**Your assignment**
Filter the entries below, keeping every line that has the word "TestCluster".

**Material to process**

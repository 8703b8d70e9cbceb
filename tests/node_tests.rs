
use std::sync::Arc;
use std::time::Duration;

use jobclaim::admin::AtomicProcessingSwitch;
use jobclaim::config::{CoordinatorConfig, ExecutorConfig};
use jobclaim::node::Node;
use jobclaim::notify::{BroadcastNotificationSink, JobEventKind};
use jobclaim::scheduler::{CancelOutcome, ExecutionResult, JobState, ScanJobState, WorkItemState};
use jobclaim::store::{InMemoryJobStore, JobStore};
use test_harness::{
    fast_cancel_config, fast_claim_config, fast_stream_config, submit_ready, wait_until,
};
use tokio::task::JoinHandle;
use tokio_util::sync::CancellationToken;

struct TestCluster<S: JobState> {
    store: Arc<InMemoryJobStore<S>>,
    nodes: Vec<Arc<Node<S>>>,
    handles: Vec<JoinHandle<()>>,
    events: BroadcastNotificationSink,
    shutdown: CancellationToken,
}

impl<S: JobState> TestCluster<S> {
    fn start(instances: usize) -> Self {
        let store = Arc::new(InMemoryJobStore::<S>::new());
        let events = BroadcastNotificationSink::new(1024);
        let switch = Arc::new(AtomicProcessingSwitch::default());
        let shutdown = CancellationToken::new();

        let mut nodes = Vec::new();
        let mut handles = Vec::new();
        for i in 0..instances {
            let config = CoordinatorConfig::new(format!("node-{}", i + 1))
                .with_claim(fast_claim_config())
                .with_stream(fast_stream_config())
                .with_cancel(fast_cancel_config())
                .with_executor(ExecutorConfig::default());
            let node = Arc::new(Node::new(
                config,
                store.clone(),
                Arc::new(events.clone()),
                switch.clone(),
                shutdown.child_token(),
            ));
            let runner = node.clone();
            handles.push(tokio::spawn(async move {
                runner.run().await.unwrap();
            }));
            nodes.push(node);
        }

        Self {
            store,
            nodes,
            handles,
            events,
            shutdown,
        }
    }

    async fn stop(self) {
        self.shutdown.cancel();
        for handle in self.handles {
            tokio::time::timeout(Duration::from_secs(5), handle)
                .await
                .expect("node should stop")
                .unwrap();
        }
    }
}

#[tokio::test(flavor = "multi_thread", worker_threads = 4)]
async fn test_cluster_runs_each_job_once() {
    let cluster = TestCluster::<ScanJobState>::start(3);
    let mut started = cluster.events.subscribe();

    let mut ids = Vec::new();
    for i in 0..6 {
        let job = submit_ready(cluster.store.as_ref(), "alice", &format!("echo job-{}", i)).await;
        ids.push((job.id, format!("job-{}\n", i)));
    }

    let store = cluster.store.clone();
    wait_until(Duration::from_secs(10), move || {
        let store = store.clone();
        async move { store.all_jobs().await.iter().all(|j| j.is_terminal()) }
    })
    .await;

    for (id, expected_output) in &ids {
        let job = cluster.store.find_by_id(*id).await.unwrap().unwrap();
        assert_eq!(job.execution_state, ScanJobState::Ended);
        assert_eq!(job.execution_result, ExecutionResult::Ok);
        assert_eq!(&job.output_stream, expected_output);
    }

    let mut started_ids = Vec::new();
    while let Ok(event) = started.try_recv() {
        if event.kind == JobEventKind::JobStarted {
            started_ids.push(event.job_id);
        }
    }
    started_ids.sort();
    let mut expected: Vec<_> = ids.iter().map(|(id, _)| *id).collect();
    expected.sort();
    assert_eq!(started_ids, expected, "each job started exactly once");

    cluster.stop().await;
}

#[tokio::test(flavor = "multi_thread", worker_threads = 4)]
async fn test_cancel_running_work_item() {
    let cluster = TestCluster::<WorkItemState>::start(2);
    let job = submit_ready(cluster.store.as_ref(), "alice", "echo begin; sleep 30").await;

    let store = cluster.store.clone();
    let job_id = job.id;
    wait_until(Duration::from_secs(5), move || {
        let store = store.clone();
        async move {
            store
                .find_by_id(job_id)
                .await
                .unwrap()
                .is_some_and(|j| j.execution_state == WorkItemState::Running)
        }
    })
    .await;

    // only the node running the job can stop it; ask every node
    let mut owner = None;
    for node in &cluster.nodes {
        if node.launcher.running_count().await > 0 {
            owner = Some(node.clone());
        }
    }
    let owner = owner.expect("one node runs the job");

    let outcome = owner.cancel.cancel(job.id).await.unwrap();
    assert!(matches!(outcome, CancelOutcome::Canceled(_)));

    let store = cluster.store.clone();
    wait_until(Duration::from_secs(5), move || {
        let store = store.clone();
        async move {
            store
                .find_by_id(job_id)
                .await
                .unwrap()
                .is_some_and(|j| j.execution_state == WorkItemState::Canceled)
        }
    })
    .await;

    let canceled = cluster.store.find_by_id(job.id).await.unwrap().unwrap();
    assert_eq!(canceled.execution_result, ExecutionResult::Failed);

    cluster.stop().await;
}

#[tokio::test]
async fn test_node_stops_on_shutdown_without_jobs() {
    let cluster = TestCluster::<ScanJobState>::start(1);
    tokio::time::sleep(Duration::from_millis(50)).await;
    cluster.stop().await;
}

fn assert_send<T: Send>(_: &T) {}

#[test]
fn test_node_run_can_be_spawned() {
    let node = Node::<WorkItemState>::new(
        CoordinatorConfig::new("node-send"),
        Arc::new(InMemoryJobStore::<WorkItemState>::new()),
        Arc::new(BroadcastNotificationSink::new(16)),
        Arc::new(AtomicProcessingSwitch::default()),
        CancellationToken::new(),
    );
    let run = node.run();
    assert_send(&run);
}
use std::fmt;
use std::sync::Arc;

use chrono::{DateTime, Utc};
use serde::Serialize;
use uuid::Uuid;

use crate::error::Result;
use crate::scheduler::job::JobState;
use crate::store::JobStore;

pub const NO_ZOMBIES_REPORT: &str = "OK: no zombie jobs found";

#[derive(Debug, Clone, PartialEq, Eq, Serialize)]
pub struct ZombieCandidate {
    pub job_id: Uuid,
    pub started_at: Option<DateTime<Utc>>,
    pub state: String,
}

/// Running jobs found at startup that nobody on this instance owns.
#[derive(Debug, Clone, Default, PartialEq, Eq, Serialize)]
pub struct ZombieReport {
    pub candidates: Vec<ZombieCandidate>,
}

impl ZombieReport {
    pub fn is_empty(&self) -> bool {
        self.candidates.is_empty()
    }

    pub fn to_report_string(&self) -> String {
        self.to_string()
    }
}

impl fmt::Display for ZombieReport {
    fn fmt(&self, f: &mut fmt::Formatter<'_>) -> fmt::Result {
        if self.candidates.is_empty() {
            return write!(f, "{}", NO_ZOMBIES_REPORT);
        }

        writeln!(f, "WARNING: {} potential zombie job(s) found:", self.candidates.len())?;
        for c in &self.candidates {
            let started = c
                .started_at
                .map(|t| t.to_rfc3339())
                .unwrap_or_else(|| "-".to_string());
            writeln!(f, "- job {} started at {} in state {}", c.job_id, started, c.state)?;
        }
        write!(
            f,
            "These jobs may still be executed by another live instance. \
             Check them manually before taking any corrective action."
        )
    }
}

/// Startup check for jobs left running by a previous process.
///
/// Only reports. A running job may belong to a live peer, and nothing in the
/// store tells the two cases apart.
pub struct ZombieJobDetector<S: JobState> {
    store: Arc<dyn JobStore<S>>,
}

impl<S: JobState> ZombieJobDetector<S> {
    pub fn new(store: Arc<dyn JobStore<S>>) -> Self {
        Self { store }
    }

    pub async fn detect(&self) -> Result<ZombieReport> {
        let now = Utc::now();
        let candidates = self
            .store
            .find_in_state(S::running())
            .await?
            .into_iter()
            .filter(|job| job.started_at.is_some_and(|started| started < now))
            .map(|job| ZombieCandidate {
                job_id: job.id,
                started_at: job.started_at,
                state: job.execution_state.to_string(),
            })
            .collect();

        let report = ZombieReport { candidates };
        if report.is_empty() {
            tracing::info!("{}", report);
        } else {
            tracing::warn!(count = report.candidates.len(), "{}", report);
        }
        Ok(report)
    }
}

#[cfg(test)]
mod tests {
    use super::*;

    #[test]
    fn empty_report_text() {
        assert_eq!(ZombieReport::default().to_report_string(), NO_ZOMBIES_REPORT);
    }

    #[test]
    fn report_lists_every_candidate_with_caveat() {
        let id = Uuid::new_v4();
        let report = ZombieReport {
            candidates: vec![ZombieCandidate {
                job_id: id,
                started_at: None,
                state: "STARTED".to_string(),
            }],
        };
        let text = report.to_report_string();
        assert!(text.contains(&id.to_string()));
        assert!(text.contains("STARTED"));
        assert!(text.contains("Check them manually"));
    }
}
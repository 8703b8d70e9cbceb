//! Job coordination on top of a shared store.
//!
//! - [`job`] and [`lifecycle`]: the record and its guarded transitions
//! - [`claim`]: the per-instance "claim next ready job" tick
//! - [`cancel`]: administrative cancel/restart and the orphan sweeper
//! - [`zombie`]: startup report of jobs left running
//! - [`retry`] and [`timer`]: retry bookkeeping and randomized backoff

pub mod cancel;
pub mod claim;
pub mod job;
pub mod lifecycle;
pub mod retry;
pub mod timer;
pub mod zombie;

pub use cancel::{CancelOutcome, CancellationAndRestartCoordinator, RestartOutcome, SweepReport};
pub use claim::{ClusterJobClaimCoordinator, TickOutcome, TickReport};
pub use job::{
    ClaimStrategy, ExecutionResult, Job, JobState, ScanJob, ScanJobState, StreamKind, WorkItem,
    WorkItemState,
};
pub use retry::RetryContext;
pub use zombie::{ZombieJobDetector, ZombieReport};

**Answer space**
struct TestCluster<S: JobState> {
impl<S: JobState> TestCluster<S> {
    let cluster = TestCluster::<ScanJobState>::start(3);
    let cluster = TestCluster::<WorkItemState>::start(2);
    let cluster = TestCluster::<ScanJobState>::start(1);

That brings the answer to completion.